Precisely, and the promise of FaaS is that it can become a black box you don't
care anything about, and bundled into the markup you're paying on CPU, memory
and network.

So far in real life it looks more like Ops is very much involved whenever you
update a function or -- gods help you -- actually have to debug something in
production. As long as this is the case it's a broken model, because as soon
as you pull your Ops Ninja away from some other task you're right back in the
bad old world of unpredictable costs.

My sense (as a relative newbie) is that the providers know this and are slowly
trying to make stuff easier and more flexible -- and more predictable -- to
deploy. Amazon Elastic Container Service being one example.

The catch is that the more standard it is, the less lock-in there is, and so
far my experience with AWS suggests that lock-in is a major part of their
strategy.

------
jondubois
Lambda is not useful. It solves a few problems but creates even more new
problems.

Some problems include:

\- It makes managing multiple environments (e.g. development, staging,
production) almost impossible.

\- It makes debugging difficult because you can't run the code on your own
machine and step through the code.
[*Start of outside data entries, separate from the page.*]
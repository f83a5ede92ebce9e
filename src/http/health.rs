//! Liveness probe.

use axum::Json;
use serde_json::{json, Value};

/// `GET /healthz` — always healthy while the process can serve requests.
pub async fn healthz() -> Json<Value> {
    Json(json!({ "status": "OK" }))
}
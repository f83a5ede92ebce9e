//! Configuration management subsystem.
//!
//! # Data Flow
//! ```text
//! config file (TOML, optional)
//!     → loader.rs (parse & deserialize)
//!     → validation.rs (semantic checks)
//!     → VitalsConfig (validated, immutable)
//!     → shared via Arc with the request path
//! ```
//!
//! # Design Decisions
//! - Config is immutable once loaded; changes require a restart
//! - All fields have defaults so the service runs with no file at all
//! - Validation separates syntactic (serde) from semantic checks

pub mod loader;
pub mod schema;
pub mod validation;

pub use loader::{load_config, ConfigError};
pub use schema::{FlagsConfig, ListenerConfig, UiConfig, VitalsConfig};
//! Lifecycle management.
//!
//! # Data Flow
//! ```text
//! SIGTERM / SIGINT
//!     → shutdown.rs (signal listener task)
//!     → broadcast to subscribers
//!     → HTTP server drains and exits
//! ```

pub mod shutdown;

pub use shutdown::Shutdown;
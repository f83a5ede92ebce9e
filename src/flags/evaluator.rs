//! Canary flag evaluation.
//!
//! One boolean decision per request: does this user key get the canary?
//! Evaluation never surfaces an error — an uninitialized subsystem, a
//! malformed client handle, or an unrecognized treatment string all resolve
//! to the canary being off.

use crate::flags::client::{as_treatment_client, ClientHandle, SharedTreatmentClient};
use crate::identity::UserKey;

/// Flag key looked up for every request.
pub const CANARY_FLAG_KEY: &str = "podinfo_canary";

/// The only treatment string that enables the canary.
pub const TREATMENT_ON: &str = "on";

/// Process-wide flag subsystem state, created once at startup and shared
/// read-only with every request.
pub struct FlagState {
    initialized: bool,
    client: Option<ClientHandle>,
}

impl FlagState {
    /// State for a subsystem whose setup has not completed. The handle is
    /// absent and is never inspected.
    pub fn uninitialized() -> Self {
        Self {
            initialized: false,
            client: None,
        }
    }

    /// State wrapping a ready treatment client.
    pub fn ready(client: SharedTreatmentClient) -> Self {
        Self {
            initialized: true,
            client: Some(std::sync::Arc::new(client) as ClientHandle),
        }
    }

    /// State adopting an arbitrary handle from an SDK-style init boundary.
    /// The handle may turn out not to be a treatment client at all; that is
    /// caught per evaluation, not here.
    pub fn from_handle(handle: ClientHandle) -> Self {
        Self {
            initialized: true,
            client: Some(handle),
        }
    }

    pub fn is_initialized(&self) -> bool {
        self.initialized
    }

    /// The treatment capability, if setup completed and the handle conforms.
    ///
    /// An uninitialized state never touches the handle.
    pub fn treatment_client(&self) -> Option<&SharedTreatmentClient> {
        if !self.initialized {
            return None;
        }
        self.client.as_ref().and_then(as_treatment_client)
    }
}

/// Evaluate the canary flag for one user key.
///
/// Three outcomes, all terminating in a definite boolean:
/// 1. subsystem uninitialized: off, no lookup, no log (expected at startup)
/// 2. handle does not expose a treatment lookup: off, one error event
/// 3. lookup performed: on iff the treatment string equals "on" exactly
pub fn evaluate_canary(state: &FlagState, user_key: &UserKey) -> bool {
    if !state.is_initialized() {
        return false;
    }

    let Some(client) = state.treatment_client() else {
        tracing::error!("flag client handle does not expose a treatment lookup");
        return false;
    };

    let treatment = client.treatment(user_key.as_str(), CANARY_FLAG_KEY, None);
    tracing::info!(
        user_key = %user_key,
        flag_key = CANARY_FLAG_KEY,
        treatment = %treatment,
        "evaluated canary treatment"
    );
    treatment == TREATMENT_ON
}
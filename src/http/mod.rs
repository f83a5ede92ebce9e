//! HTTP delivery boundary.
//!
//! # Data Flow
//! ```text
//! TCP connection
//!     → server.rs (Axum setup, middleware stack)
//!     → request.rs (x-request-id generation/propagation)
//!     → info.rs (identity → flag evaluation → response assembly)
//!     → health.rs (liveness probe)
//!     → JSON to client
//! ```

pub mod health;
pub mod info;
pub mod request;
pub mod server;

pub use request::{UuidRequestId, X_REQUEST_ID};
pub use server::{AppState, HttpServer};
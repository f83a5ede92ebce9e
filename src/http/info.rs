//! Runtime information endpoint.

use axum::extract::State;
use axum::Json;
use serde::Serialize;
use tracing::instrument;

use crate::flags::evaluate_canary;
use crate::http::server::AppState;
use crate::identity::UserKey;
use crate::runtime::RuntimeSnapshot;
use crate::version;

/// Response body of `GET /api/info`.
///
/// Wire field names and the decimal-string encoding of the count fields are
/// pinned for compatibility with dashboards built against the original
/// endpoint.
#[derive(Debug, Serialize)]
pub struct RuntimeResponse {
    pub hostname: String,
    pub version: String,
    pub revision: String,
    pub color: String,
    pub logo: String,
    pub message: String,
    #[serde(rename = "goos")]
    pub os: String,
    #[serde(rename = "goarch")]
    pub arch: String,
    pub runtime: String,
    #[serde(rename = "num_goroutine")]
    pub num_tasks: String,
    pub num_cpu: String,
    pub canary_enabled: bool,
    pub user_key: String,
}

/// Report process runtime metadata plus a canary decision for a fresh
/// per-request user key. Always succeeds.
#[instrument(name = "info_handler", skip_all)]
pub async fn info_handler(State(state): State<AppState>) -> Json<RuntimeResponse> {
    let user_key = UserKey::generate();
    let canary_enabled = evaluate_canary(&state.flags, &user_key);
    let snapshot = RuntimeSnapshot::capture();

    Json(assemble_response(
        &state,
        snapshot,
        canary_enabled,
        user_key,
    ))
}

/// Merge the canary decision and identity with static config, build identity
/// and the runtime snapshot. Pure field copying.
fn assemble_response(
    state: &AppState,
    snapshot: RuntimeSnapshot,
    canary_enabled: bool,
    user_key: UserKey,
) -> RuntimeResponse {
    RuntimeResponse {
        hostname: state.hostname.clone(),
        version: version::VERSION.to_string(),
        revision: version::REVISION.to_string(),
        color: state.config.ui.color.clone(),
        logo: state.config.ui.logo.clone(),
        message: state.config.ui.message.clone(),
        os: snapshot.os.to_string(),
        arch: snapshot.arch.to_string(),
        runtime: snapshot.runtime_version.to_string(),
        num_tasks: snapshot.num_tasks.to_string(),
        num_cpu: snapshot.num_cpus.to_string(),
        canary_enabled,
        user_key: user_key.as_str().to_string(),
    }
}
//! Per-request pseudo-identity generation.
//!
//! Every call to the info endpoint evaluates the canary flag for a fresh,
//! throwaway user key so repeated refreshes spread across treatment buckets.
//! The key is never persisted and carries no user data.

use std::fmt;
use std::time::{SystemTime, UNIX_EPOCH};

use rand::rngs::StdRng;
use rand::{Rng, SeedableRng};

/// Opaque key identifying one simulated end-user for flag evaluation.
///
/// Format is `user-key-<n>` with `n` in `[1, 1000]`.
#[derive(Debug, Clone, PartialEq, Eq)]
pub struct UserKey(String);

impl UserKey {
    /// Generate a fresh key from a time-seeded random source.
    ///
    /// The source is re-seeded from the wall clock on every call; two calls
    /// landing on the same nanosecond tick may collide, which is fine for
    /// traffic splitting. This is not a security boundary.
    pub fn generate() -> Self {
        let nanos = SystemTime::now()
            .duration_since(UNIX_EPOCH)
            .map(|d| d.as_nanos() as u64)
            .unwrap_or(0);
        let mut rng = StdRng::seed_from_u64(nanos);
        let n: u32 = rng.gen_range(0..1000) + 1;
        UserKey(format!("user-key-{n}"))
    }

    pub fn as_str(&self) -> &str {
        &self.0
    }
}

impl fmt::Display for UserKey {
    fn fmt(&self, f: &mut fmt::Formatter<'_>) -> fmt::Result {
        f.write_str(&self.0)
    }
}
Most projects cannot be tested end-to-end
due to environment incompatibilities between different services and front-ends
running locally... It's a fact that multiple developers can't share a single
development environment because each developer needs to work with their own
test data but Lambda doesn't allow this.

\- Lambda adds all sorts of unexpected limits on your code; e.g. cold starts,
maximum function execution duration and others.

\- The lock-in factor is significant; once you're hooked into Lambda and all
the surrounding services that it encourages, you cannot leave and you have no
bargaining power in terms of hosting costs and your future is entirely
dependent on Amazon.

\- Other AWS services that you can integrate with Lambda also exacerbate
problems related to handling multiple environments and debugging. Services
like Elastic Transcoder and S3 are blackboxes and are very hard to debug. If
something goes wrong, sometimes the only way to resolve the problem is to
contact Amazon support and spend weeks sending messages back and forth to
figure out the issue.

\- You're contributing to centralization of wealth and power instead of
helping small companies and small open source projects. You're helping to turn
Amazon into yet another too big to fail company with infinite leverage on the
rest of the economy.

\- It takes the fun out of coding. As a developer, you no longer feel any
ownership or responsibility over the code that you produce, you're just
handing over all that code to Amazon. In fact, it might as well belong to
Amazon because that's the only company that is able to execute that code. It
doesn't help with employee turnover.

The main reasons why Lambda is popular are because Amazon spent a fortune on
marketing it and there are a lot of vested interests in the industry who want
it to succeed (to drive up Amazon share price).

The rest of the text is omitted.